A new program run by the University of Texas is aiming to expand the definition of “what it means to be masculine,” and it’s using taxpayer dollars to do it.
The campaign, which goes by the name MasculinUT, began to gain attention on social media with the launch of a poster campaign that features male students challenging traditional gender roles, with quotes like, “Even though I’m masculine, I can wear makeup, and if I feel like wearing a dress, I can do that too and it’s totally fine.”
Another poster seeks to expand the definition of masculine…by rejecting the term altogether, featuring a watermelon-shirt-clad student with the caption “I don’t identify as masculine, it’s just imposed on my body. One way I embrace my femininity is by wearing make-up and doing my nails.”
The goal of the campaign, according to the university, is “to develop a healthy model of masculinity that respects the range of ways to express a male identity that includes access to a range of behaviors, emotions, hobbies, jobs, etc.” as well as to “expand perceptions regarding what masculinity can look like on the UT campus and in society.”

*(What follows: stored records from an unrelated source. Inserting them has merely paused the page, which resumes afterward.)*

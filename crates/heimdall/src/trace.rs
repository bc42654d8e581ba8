//! The root record: owns cross-cutting context publication and the
//! creation of every child record.

use std::sync::Arc;

use serde::Serialize;
use tracing::debug;

use crate::ambient;
use crate::context::TraceSettings;
use crate::observation::{Level, Observation};
use crate::schema::{self, ObservationKind};
use crate::sink::{NullSink, SpanSink};
use crate::span::SpanHandle;
use crate::value::AttrValue;
use crate::variants::{Agent, Embedding, Event, Generation, Span, ToolCall};

/// Optional fields for starting a trace. Absent fields are never written.
#[derive(Debug, Clone, Default)]
pub struct TraceOptions {
    pub user_id: Option<String>,
    pub session_id: Option<String>,
    pub version: Option<String>,
    pub release: Option<String>,
    pub tags: Option<Vec<String>>,
    pub public: Option<bool>,
    pub input: Option<serde_json::Value>,
    /// Force a fresh trace identity even when a span is ambiently current.
    pub root: bool,
}

impl TraceOptions {
    pub fn new() -> Self {
        Self::default()
    }

    pub fn with_user_id(mut self, user_id: impl Into<String>) -> Self {
        self.user_id = Some(user_id.into());
        self
    }

    pub fn with_session_id(mut self, session_id: impl Into<String>) -> Self {
        self.session_id = Some(session_id.into());
        self
    }

    pub fn with_version(mut self, version: impl Into<String>) -> Self {
        self.version = Some(version.into());
        self
    }

    pub fn with_release(mut self, release: impl Into<String>) -> Self {
        self.release = Some(release.into());
        self
    }

    pub fn with_tags(mut self, tags: Vec<String>) -> Self {
        self.tags = Some(tags);
        self
    }

    pub fn with_public(mut self, public: bool) -> Self {
        self.public = Some(public);
        self
    }

    pub fn with_input<T: Serialize>(mut self, input: &T) -> Self {
        self.input = serde_json::to_value(input).ok();
        self
    }

    pub fn as_root(mut self) -> Self {
        self.root = true;
        self
    }
}

/// The root telemetry record.
///
/// Cheap to clone; clones share state. An inactive trace (from a disabled
/// context) produces a fully no-op record tree, so call sites never branch
/// on whether tracing is on.
#[derive(Clone)]
pub struct Trace {
    obs: Observation,
    /// Cross-cutting (key, value) pairs this trace carries; for active
    /// traces this is also the set retracted from the ambient store on end.
    crosscut: Arc<Vec<(&'static str, String)>>,
    /// Whether the pairs were published to the ambient store.
    published: bool,
    settings: TraceSettings,
    sink: Arc<dyn SpanSink>,
}

impl std::fmt::Debug for Trace {
    fn fmt(&self, f: &mut std::fmt::Formatter<'_>) -> std::fmt::Result {
        f.debug_struct("Trace")
            .field("trace_id", &self.obs.trace_id())
            .field("active", &self.obs.is_active())
            .field("published", &self.published)
            .finish()
    }
}

impl Trace {
    /// Start a trace. Child of the ambient current span unless `root` is
    /// requested or nothing is current; `detached` additionally keeps the
    /// trace out of the ambient store and off the current-span stack.
    pub(crate) fn start(
        name: &str,
        options: &TraceOptions,
        settings: &TraceSettings,
        sink: Arc<dyn SpanSink>,
        detached: bool,
    ) -> Trace {
        let parent = if options.root || detached {
            None
        } else {
            ambient::current_span()
        };
        let handle = SpanHandle::start(name, parent.as_ref(), Arc::clone(&sink), !detached);
        let obs = Observation::new(handle, ObservationKind::Trace);
        obs.write(schema::trace::NAME, AttrValue::Str(name.to_string()));

        let mut crosscut: Vec<(&'static str, String)> = Vec::new();
        if let Some(user_id) = &options.user_id {
            crosscut.push((schema::trace::USER_ID, user_id.clone()));
        }
        if let Some(session_id) = &options.session_id {
            crosscut.push((schema::trace::SESSION_ID, session_id.clone()));
        }
        if let Some(version) = &options.version {
            crosscut.push((schema::trace::VERSION, version.clone()));
        }
        if let Some(release) = options.release.as_ref().or(settings.release.as_ref()) {
            crosscut.push((schema::trace::RELEASE, release.clone()));
        }
        if let Some(tags) = &options.tags {
            let encoded = serde_json::to_string(tags).unwrap_or_else(|_| "[]".to_string());
            crosscut.push((schema::trace::TAGS, encoded));
        }

        for (key, value) in &crosscut {
            obs.write(key, AttrValue::Str(value.clone()));
        }
        if let Some(environment) = &settings.environment {
            obs.write(
                schema::trace::ENVIRONMENT,
                AttrValue::Str(environment.clone()),
            );
        }
        if let Some(public) = options.public {
            obs.write(schema::trace::PUBLIC, AttrValue::Bool(public));
        }
        if let Some(input) = &options.input {
            let value = AttrValue::canonical(input);
            obs.write(schema::trace::INPUT, value.clone());
            obs.write(schema::observation::INPUT, value);
        }

        let published = !detached && !crosscut.is_empty();
        if published {
            for (key, value) in &crosscut {
                ambient::publish(key, value.clone());
            }
        }
        debug!(
            trace = name,
            trace_id = %obs.trace_id().unwrap_or_default(),
            detached,
            "trace started"
        );

        Trace {
            obs,
            crosscut: Arc::new(crosscut),
            published,
            settings: settings.clone(),
            sink,
        }
    }

    /// A trace that records nothing; every child it creates is no-op too.
    pub(crate) fn inactive() -> Trace {
        Trace {
            obs: Observation::noop(ObservationKind::Trace),
            crosscut: Arc::new(Vec::new()),
            published: false,
            settings: TraceSettings::default(),
            sink: Arc::new(NullSink),
        }
    }

    /// Whether this trace records anything.
    pub fn is_active(&self) -> bool {
        self.obs.is_active()
    }

    pub fn span_id(&self) -> Option<String> {
        self.obs.span_id()
    }

    pub fn trace_id(&self) -> Option<String> {
        self.obs.trace_id()
    }

    /// The trace's own record, for the recorder helpers.
    pub fn observation(&self) -> &Observation {
        &self.obs
    }

    fn child(&self, name: &str, kind: ObservationKind) -> Observation {
        let Some(own) = self.obs.span() else {
            return Observation::noop(kind);
        };

        // Nested records attach to the innermost live span of this trace; a
        // detached trace's children must not attach to ambient spans from
        // some other trace.
        let parent = match ambient::current_span() {
            Some(current) if current.trace_id() == own.trace_id() => current,
            _ => own.clone(),
        };

        let handle = SpanHandle::start(name, Some(&parent), Arc::clone(&self.sink), true);
        let obs = Observation::new(handle, kind);
        for (key, value) in self.crosscut.iter() {
            obs.write(key, AttrValue::Str(value.clone()));
        }
        obs
    }

    /// Create a nested span record.
    pub fn create_span(&self, name: &str) -> Span {
        Span::from_obs(self.child(name, ObservationKind::Span))
    }

    /// Create a model generation record.
    pub fn create_generation(&self, name: &str, model: &str, provider: Option<&str>) -> Generation {
        let obs = self.child(name, ObservationKind::Generation);
        obs.write(
            schema::operation::REQUEST_MODEL,
            AttrValue::Str(model.to_string()),
        );
        if let Some(provider) = provider {
            obs.write(
                schema::operation::PROVIDER,
                AttrValue::Str(provider.to_string()),
            );
        }
        Generation::from_obs(obs)
    }

    /// Create a tool invocation record.
    pub fn create_tool_call(&self, name: &str, tool_name: &str) -> ToolCall {
        let obs = self.child(name, ObservationKind::Tool);
        obs.write(schema::tool::NAME, AttrValue::Str(tool_name.to_string()));
        ToolCall::from_obs(obs)
    }

    /// Create an embeddings call record.
    pub fn create_embedding(&self, name: &str, model: &str, provider: Option<&str>) -> Embedding {
        let obs = self.child(name, ObservationKind::Embedding);
        obs.write(
            schema::operation::REQUEST_MODEL,
            AttrValue::Str(model.to_string()),
        );
        if let Some(provider) = provider {
            obs.write(
                schema::operation::PROVIDER,
                AttrValue::Str(provider.to_string()),
            );
        }
        Embedding::from_obs(obs)
    }

    /// Create an agent step record.
    pub fn create_agent(&self, name: &str, agent_id: &str) -> Agent {
        let obs = self.child(name, ObservationKind::Agent);
        obs.write(schema::agent::ID, AttrValue::Str(agent_id.to_string()));
        obs.write(schema::agent::NAME, AttrValue::Str(name.to_string()));
        Agent::from_obs(obs)
    }

    /// Create a point-in-time event record.
    pub fn create_event(&self, name: &str) -> Event {
        Event::from_obs(self.child(name, ObservationKind::Event))
    }

    /// Create a second, independent root trace. The new trace never touches
    /// the ambient store or the current-span stack, so the caller's active
    /// trace is undisturbed.
    pub fn create_detached_trace(&self, name: &str, options: &TraceOptions) -> Trace {
        if !self.is_active() {
            return Trace::inactive();
        }
        Trace::start(name, options, &self.settings, Arc::clone(&self.sink), true)
    }

    /// Rename the trace after creation.
    pub fn set_trace_name(&self, name: &str) {
        if let Some(span) = self.obs.span() {
            span.set_name(name);
        }
        self.obs
            .write(schema::trace::NAME, AttrValue::Str(name.to_string()));
    }

    /// Record the trace input, written to both the trace-level and the
    /// observation-level key.
    pub fn set_input<T: Serialize + ?Sized>(&self, value: &T) {
        let attr = AttrValue::canonical(value);
        self.obs.write(schema::trace::INPUT, attr.clone());
        self.obs.write(schema::observation::INPUT, attr);
    }

    /// Record the trace output, mirrored like [`set_input`](Self::set_input).
    pub fn set_output<T: Serialize + ?Sized>(&self, value: &T) {
        let attr = AttrValue::canonical(value);
        self.obs.write(schema::trace::OUTPUT, attr.clone());
        self.obs.write(schema::observation::OUTPUT, attr);
    }

    pub fn set_metadata<T: Serialize + ?Sized>(&self, key: &str, value: &T) {
        self.obs.set_metadata(key, value);
    }

    pub fn set_level(&self, level: Level) {
        self.obs.set_level(level);
    }

    pub fn set_tag(&self, key: &str, value: impl Into<AttrValue>) {
        self.obs.set_tag(key, value);
    }

    /// Exclude the trace's own record from export; child records are
    /// unaffected.
    pub fn skip(&self) {
        self.obs.skip();
    }

    pub fn is_skipped(&self) -> bool {
        self.obs.is_skipped()
    }

    /// End the trace and retract every cross-cutting key it published,
    /// whether or not child records have been released yet. Idempotent.
    pub fn end(&self) {
        let transitioned = match self.obs.span() {
            Some(span) => span.end(),
            None => false,
        };
        if transitioned && self.published {
            for (key, _) in self.crosscut.iter() {
                ambient::retract(key);
            }
            debug!(
                trace_id = %self.obs.trace_id().unwrap_or_default(),
                "trace ended, cross-cutting context retracted"
            );
        }
    }
}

After receiving criticism for the posters, UT added the following header to the website housing the images:
Some of the posters in this campaign have drawn recent criticism, with people questioning their effectiveness at engaging a broad audience in discussions of masculinity. We are reviewing the posters but keeping them on the website during that process. We respect that every student on UT’s campus has a different experience of masculinity and we recognize that only some of those experiences are depicted below.
Indeed, the university must already be targeting a fairly “broad audience” for the MasculinUT campaign, as one of their posters features a female student.
The program has also been criticized for its treatment of masculinity as a mental illness, causing university officials to release a statement denying the assertion while, in the same statement, acknowledging that “MasculinUT is housed administratively in the university’s Counseling and Mental Health Center.”
The university also announced that they were looking to hire a “Healthy Masculinities Coordinator” to oversee the program:
Earlier this year, The University of Texas System Board of Regents approved funding for mental health, student safety, and alcohol-related initiatives including efforts to reduce sexual assaults on campus. The new staff position that will oversee this program, and coordinate with other UT System schools, is part of those efforts funded by the Regents.
The Austin campus alone has a budget of nearly $3 billion, with $357 million of funding coming from the state’s general revenue.
The MasculinUT campaign is a sharp illustration of liberal higher education gone unchecked. When legislators debate higher education funding in 2019, taxpayers should demand their legislators exercise aggressive diligence before handing over another large check for the biennium.